As a gas molecule, hydrogen sulfide (H₂S) exerts neuroprotective effects. Despite its recognized importance, there remains a need for a deeper understanding of H₂S's impact on vascular smooth muscle cells and its role in ischemic brain injury. This study employs encompassing cultured primary cerebral vascular smooth muscle cells, oxygen-glucose deprivation/reoxygenation model, in vitro vascular tone assessments, in vivo middle cerebral artery occlusion and reperfusion experimentation in male rats, and the utilization of ROCK₂ knockout, to unravel the intricate relationship between H2S and cerebrovascular diastolic function. Our findings show that RhoA activation induces heightened VSMC contraction, while the introduction of exogenous H₂S mitigates the relaxant effect of the middle cerebral artery in rats through the downregulation of both ROCK₁ and ROCK₂, with ROCK₂ exhibiting a more pronounced effect.

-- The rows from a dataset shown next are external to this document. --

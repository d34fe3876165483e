// Copyright (c) 2025 Ronan LE MEILLAT, SCTG Development
// This file is part of the wtp-rtu-bridge project and is licensed under the
// SCTG Development Non-Commercial License v1.0 (see LICENSE.md for details).

//! # WTP RTU Bridge
//!
//! Real-time process simulator for a surface water treatment plant,
//! exposed as a standards-compliant Modbus TCP register bank. This is what
//! a SCADAPack 300 series RTU or a Modicon M340 PLC would look like on the
//! wire at the real plant, minus the plant: correlated sensor channels
//! driven by a stochastic catchment model, the plant state machine and
//! alarm logic, and a live-push feed for dashboard clients.
//!
//! ## Architecture
//!
//! - [`simulation`] - virtual clock, OU sensor channels, diurnal curves,
//!   rain event cascades, dose sawtooth, scenario injection
//! - [`plant`] - plant state machine, derived quantities, alarm word
//! - [`registers`] - fixed-point register bank and pending-write queue
//! - [`engine`] - the per-tick composition of all of the above
//! - [`modbus`] - Modbus TCP service over the register bank
//! - [`push`] - WebSocket live-push feed
//! - [`command`] - scenario command grammar and execution
//! - [`daemon`] - scan loops and task lifecycle
//! - [`config`] - YAML configuration with CLI overrides

pub mod command;
pub mod config;
pub mod daemon;
pub mod engine;
pub mod modbus;
pub mod plant;
pub mod push;
pub mod registers;
pub mod simulation;
// Copyright (c) 2025 Ronan LE MEILLAT, SCTG Development
// This file is part of the wtp-rtu-bridge project and is licensed under the
// SCTG Development Non-Commercial License v1.0 (see LICENSE.md for details).

//! Alarm word evaluation
//!
//! The 16-bit alarm word is a pure projection of the current snapshot and
//! equipment status: no latching, no acknowledge logic in the bits. The
//! operator acknowledge coil is observable only as a coil.

use super::{CoilSet, DiscreteStatus, ProcessSnapshot};

/// Raw turbidity warning level, NTU.
pub const TURB_WARNING_NTU: f64 = 200.0;
/// Filtered water turbidity alarm, NTU.
pub const TURB_FILTERED_HIGH_NTU: f64 = 1.0;
/// Minimum chlorine residual, mg/L.
pub const CL2_LOW_MG_L: f64 = 0.2;
pub const PH_HIGH: f64 = 8.5;
pub const PH_LOW: f64 = 6.5;
pub const LEVEL_HIGH_PCT: f64 = 95.0;
pub const LEVEL_LOW_PCT: f64 = 20.0;

/// Bit positions in the alarm word.
pub mod bits {
    pub const TURB_RAW_HIGH: u16 = 0;
    pub const TURB_FILTERED_HIGH: u16 = 1;
    pub const CL2_LOW: u16 = 2;
    pub const PH_HIGH: u16 = 3;
    pub const PH_LOW: u16 = 4;
    pub const LEVEL_HIGH: u16 = 5;
    pub const LEVEL_LOW: u16 = 6;
    pub const COMM_FAULT: u16 = 7;
    pub const PUMP_FAULT: u16 = 8;
    pub const VALVE_FAULT: u16 = 9;
}

/// Recompute the alarm word for this tick.
pub fn evaluate_alarms(
    snapshot: &ProcessSnapshot,
    coils: &CoilSet,
    status: &DiscreteStatus,
    comm_fault: bool,
) -> u16 {
    let mut word = 0u16;
    let mut set = |bit: u16, on: bool| {
        if on {
            word |= 1 << bit;
        }
    };

    set(bits::TURB_RAW_HIGH, snapshot.turb_raw > TURB_WARNING_NTU);
    set(
        bits::TURB_FILTERED_HIGH,
        snapshot.turb_filtered > TURB_FILTERED_HIGH_NTU,
    );
    set(bits::CL2_LOW, snapshot.chlorine < CL2_LOW_MG_L);
    set(bits::PH_HIGH, snapshot.ph > PH_HIGH);
    set(bits::PH_LOW, snapshot.ph < PH_LOW);
    set(bits::LEVEL_HIGH, snapshot.level_pct > LEVEL_HIGH_PCT);
    set(bits::LEVEL_LOW, snapshot.level_pct < LEVEL_LOW_PCT);
    set(bits::COMM_FAULT, comm_fault);

    // A commanded pump that is not actually turning is a drive fault.
    let pump_fault = (coils.intake_cmd && !status.intake_running)
        || (coils.alum_cmd && !status.alum_running)
        || (coils.chlorine_cmd && !status.chlorine_running);
    set(bits::PUMP_FAULT, pump_fault);

    // Backwash valve position disagreeing with its command.
    set(
        bits::VALVE_FAULT,
        coils.backwash_cmd != status.backwash_valve_open,
    );

    word
}
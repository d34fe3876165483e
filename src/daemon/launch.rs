// Copyright (c) 2025 Ronan LE MEILLAT, SCTG Development
// This file is part of the wtp-rtu-bridge project and is licensed under the
// SCTG Development Non-Commercial License v1.0 (see LICENSE.md for details).

//! Daemon task manager for the RTU bridge
//!
//! Owns the long-lived tasks: the 1 s scan (tick) loop, the 0.5 s command
//! drain, the 1 s push loop, the blocking command intake, the Modbus TCP
//! server and the WebSocket push endpoint. All tasks share one `running`
//! flag for coordinated shutdown and are joined with a bounded grace
//! window.

use std::net::SocketAddr;
use std::sync::atomic::{AtomicBool, Ordering};
use std::sync::{Arc, Mutex, RwLock};
use std::time::{Duration, Instant};

use anyhow::{anyhow, Context, Result};
use log::{debug, error, info, warn};
use tokio::io::{AsyncBufReadExt, BufReader};
use tokio::net::TcpListener;
use tokio::sync::mpsc;
use tokio::task::JoinHandle;
use tokio::time;
use tokio_modbus::server::tcp::{accept_tcp_connection, Server};

use crate::command::{CommandExecutor, CommandRequest};
use crate::config::Config;
use crate::engine::{Engine, StatusFrame};
use crate::modbus::WtpModbusServer;
use crate::push::{spawn_push_server, PushServerHandle, StatusBroadcaster};
use crate::registers::{PendingWrites, RegisterBank};

/// Per-task grace window when joining at shutdown.
const JOIN_GRACE: Duration = Duration::from_secs(2);

/// Coordinates the background services of the bridge.
///
/// The `running` flag is shared between tasks; each loop checks it and
/// terminates gracefully once `shutdown()` clears it. The engine sits
/// behind a mutex shared by the tick and drain loops only; the Modbus
/// server and the push feed work against the register bank and the
/// pending-write queue, never against the engine itself.
pub struct Daemon {
    tasks: Vec<JoinHandle<Result<()>>>,
    running: Arc<AtomicBool>,
    engine: Option<Arc<Mutex<Engine>>>,
    pending: Arc<PendingWrites>,
    status: Arc<RwLock<StatusFrame>>,
    broadcaster: StatusBroadcaster,
    command_tx: mpsc::UnboundedSender<CommandRequest>,
    command_rx: Option<mpsc::UnboundedReceiver<CommandRequest>>,
    modbus_alive: Arc<AtomicBool>,
    push_handle: Option<PushServerHandle>,
}
impl PlantLogic {
    pub fn new() -> Self {
        Self {
            state: PlantState::Offline,
            entered_at_sim: 0.0,
            filter_dp: 0.0,
            filtered_turbidity: 0.0,
            treated_flow: 0.0,
            reservoir_level: 65.0,
            backwash_count: 0,
            totaliser_ml: 0.0,
            runtime_hours: 0.0,
            intake_reasserted: false,
        }
    }

    pub fn state(&self) -> PlantState {
        self.state
    }

    pub fn filter_dp(&self) -> f64 {
        self.filter_dp
    }

    /// Maintenance hook: force the filter dP reading (HR9 write path).
    pub fn override_filter_dp(&mut self, kpa: f64) {
        self.filter_dp = kpa.max(0.0);
    }

    /// Record an intake-coil write observed by the command drain. Only a
    /// write asserting the coil counts as a restart gesture.
    pub fn note_intake_write(&mut self, value: bool) {
        if value {
            self.intake_reasserted = true;
        }
    }

    fn transition(&mut self, to: PlantState, sim_now: f64) {
        if self.state == to {
            return;
        }
        info!("Plant state: {} -> {}", self.state.name(), to.name());
        self.state = to;
        self.entered_at_sim = sim_now;
        match to {
            PlantState::Backwash => self.backwash_count = self.backwash_count.wrapping_add(1),
            PlantState::Shutdown => self.intake_reasserted = false,
            _ => {}
        }
    }

    /// Evaluate the transition table. First match wins; the emergency stop
    /// outranks everything, the turbidity trip outranks normal sequencing.
    fn step_state(&mut self, sim_now: f64, turb_raw: f64, coils: &CoilSet) {
        if coils.estop {
            if self.state != PlantState::Fault {
                warn!("EMERGENCY STOP asserted");
            }
            self.transition(PlantState::Fault, sim_now);
            return;
        }
        if self.state == PlantState::Fault {
            // E-stop released: back to a safe idle, never straight to run.
            self.transition(PlantState::Offline, sim_now);
            return;
        }

        if turb_raw > TURB_SHUTDOWN_NTU {
            if self.state != PlantState::Shutdown {
                warn!(
                    "HIGH TURBIDITY SHUTDOWN: {:.0} NTU > {:.0} NTU",
                    turb_raw, TURB_SHUTDOWN_NTU
                );
            }
            self.transition(PlantState::Shutdown, sim_now);
            return;
        }

        match self.state {
            PlantState::Offline => {
                if coils.auto_mode && coils.intake_cmd {
                    self.transition(PlantState::Starting, sim_now);
                }
            }
            PlantState::Starting => {
                if sim_now - self.entered_at_sim >= START_DURATION {
                    self.transition(PlantState::Running, sim_now);
                }
            }
            PlantState::Running => {
                if coils.backwash_cmd || self.filter_dp >= FILTER_DP_HIGH_KPA {
                    self.transition(PlantState::Backwash, sim_now);
                }
            }
            PlantState::Backwash => {
                if sim_now - self.entered_at_sim >= BACKWASH_DURATION {
                    self.transition(PlantState::Running, sim_now);
                }
            }
            PlantState::Shutdown => {
                // Restart gate: the creek must clear below the restart
                // threshold and the operator must re-assert the intake.
                if turb_raw < TURB_RESTART_NTU {
                    if coils.auto_mode && coils.intake_cmd && self.intake_reasserted {
                        self.transition(PlantState::Starting, sim_now);
                    } else if !coils.intake_cmd {
                        self.transition(PlantState::Offline, sim_now);
                    }
                }
            }
            PlantState::Fault => unreachable!("handled above"),
        }
    }

    /// One PLC scan: run the state machine and integrate the derived
    /// quantities over `sim_dt` simulated seconds.
    pub fn tick(
        &mut self,
        sim_now: f64,
        sim_dt: f64,
        hour_of_day: f64,
        readings: &SensorReadings,
        coils: &CoilSet,
    ) -> ProcessSnapshot {
        self.step_state(sim_now, readings.turb_raw, coils);

        let treating = self.state.is_treating();
        let running = self.state == PlantState::Running;

        // Filtration: ~98% removal with an instrument floor while water is
        // moving; with the plant idle the filtered analyser slowly reads
        // back toward raw as untreated water sits in the sample line.
        if treating {
            self.filtered_turbidity =
                (readings.turb_raw * FILTER_PASSTHROUGH).max(FILTERED_FLOOR_NTU);
        } else {
            let alpha = (sim_dt / FILTERED_DRIFT_TAU).min(1.0);
            self.filtered_turbidity += (readings.turb_raw - self.filtered_turbidity) * alpha;
        }

        // Filter loading rises with the solids throughput; a backwash
        // flushes it back to zero before the cycle completes.
        match self.state {
            PlantState::Running => {
                self.filter_dp +=
                    FILTER_DP_GROWTH * readings.flow_raw * readings.turb_raw * sim_dt;
            }
            PlantState::Backwash => {
                self.filter_dp =
                    (self.filter_dp - FILTER_DP_FLUSH_RATE * sim_dt).max(0.0);
            }
            _ => {}
        }

        // Treated flow, totaliser and runtime only accrue while Running.
        self.treated_flow = if running {
            readings.flow_raw * TREATED_FRACTION
        } else {
            0.0
        };
        if running {
            self.totaliser_ml += self.treated_flow * sim_dt / 1.0e6;
            self.runtime_hours += sim_dt / 3600.0;
        }

        // Reservoir level: inflow only while water is moving through the
        // plant; consumers keep drawing regardless.
        let inflow = if treating { readings.flow_raw } else { 0.0 };
        let demand = diurnal::demand_flow(hour_of_day);
        self.reservoir_level +=
            (inflow - demand) / 500.0 * LEVEL_PCT_PER_SEC_AT_500 * sim_dt;
        self.reservoir_level = self.reservoir_level.clamp(0.0, 100.0);

        ProcessSnapshot {
            turb_raw: readings.turb_raw,
            turb_filtered: self.filtered_turbidity,
            ph: readings.ph,
            chlorine: readings.chlorine,
            flow_raw: readings.flow_raw,
            flow_treated: self.treated_flow,
            level_pct: self.reservoir_level,
            level_cm: self.reservoir_level * LEVEL_CM_PER_PCT,
            temperature: readings.temperature,
            alum_dose: readings.alum_dose,
            filter_dp: self.filter_dp,
            dam_release: readings.flow_raw * 0.0864,
            backwash_count: self.backwash_count,
            totaliser_ml: self.totaliser_ml,
            runtime_hours: self.runtime_hours,
        }
    }

    /// Equipment status as seen by the field wiring.
    ///
    /// A pump only runs when it is commanded and the plant state energises
    /// its motor contactor; the backwash valve tracks the Backwash state.
    pub fn discrete_status(
        &self,
        snapshot: &ProcessSnapshot,
        coils: &CoilSet,
        comm_fault: bool,
    ) -> DiscreteStatus {
        let energised = matches!(
            self.state,
            PlantState::Starting | PlantState::Running | PlantState::Backwash
        );
        DiscreteStatus {
            intake_running: coils.intake_cmd && energised,
            alum_running: coils.alum_cmd && energised,
            chlorine_running: coils.chlorine_cmd && energised,
            backwash_valve_open: self.state == PlantState::Backwash,
            level_high: snapshot.level_pct > 95.0,
            level_low: snapshot.level_pct < 20.0,
            backwash_active: self.state == PlantState::Backwash,
            turb_shutdown: self.state == PlantState::Shutdown,
            chlorine_low: snapshot.chlorine < 0.2,
            comm_fault,
        }
    }
}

Correspondingly, the attenuation of ROCK₂ expression yields a more substantial reduction in the protective impact of H₂S on cerebral blood flow, as well as learning and memory ability in ischemic injury, compared to the decrease in ROCK₁ expression. Moreover, we demonstrate that H₂S effectively mitigates the damage induced by oxygen-glucose deprivation/reoxygenation in male mouse primary vascular smooth muscle cells. This effect is characterized by enhanced cell proliferation, reduced lactate dehydrogenase leakage, elevated superoxide dismutase activity, and inhibited apoptosis. Notably, this protective effect is markedly diminished in cells derived from ROCK₂ knockout mice. Our study reveals that H₂S can relax cerebral vascular smooth muscle and ameliorate ischemic stroke injury by inhibiting the ROCK, with a particular emphasis on the role of ROCK₂.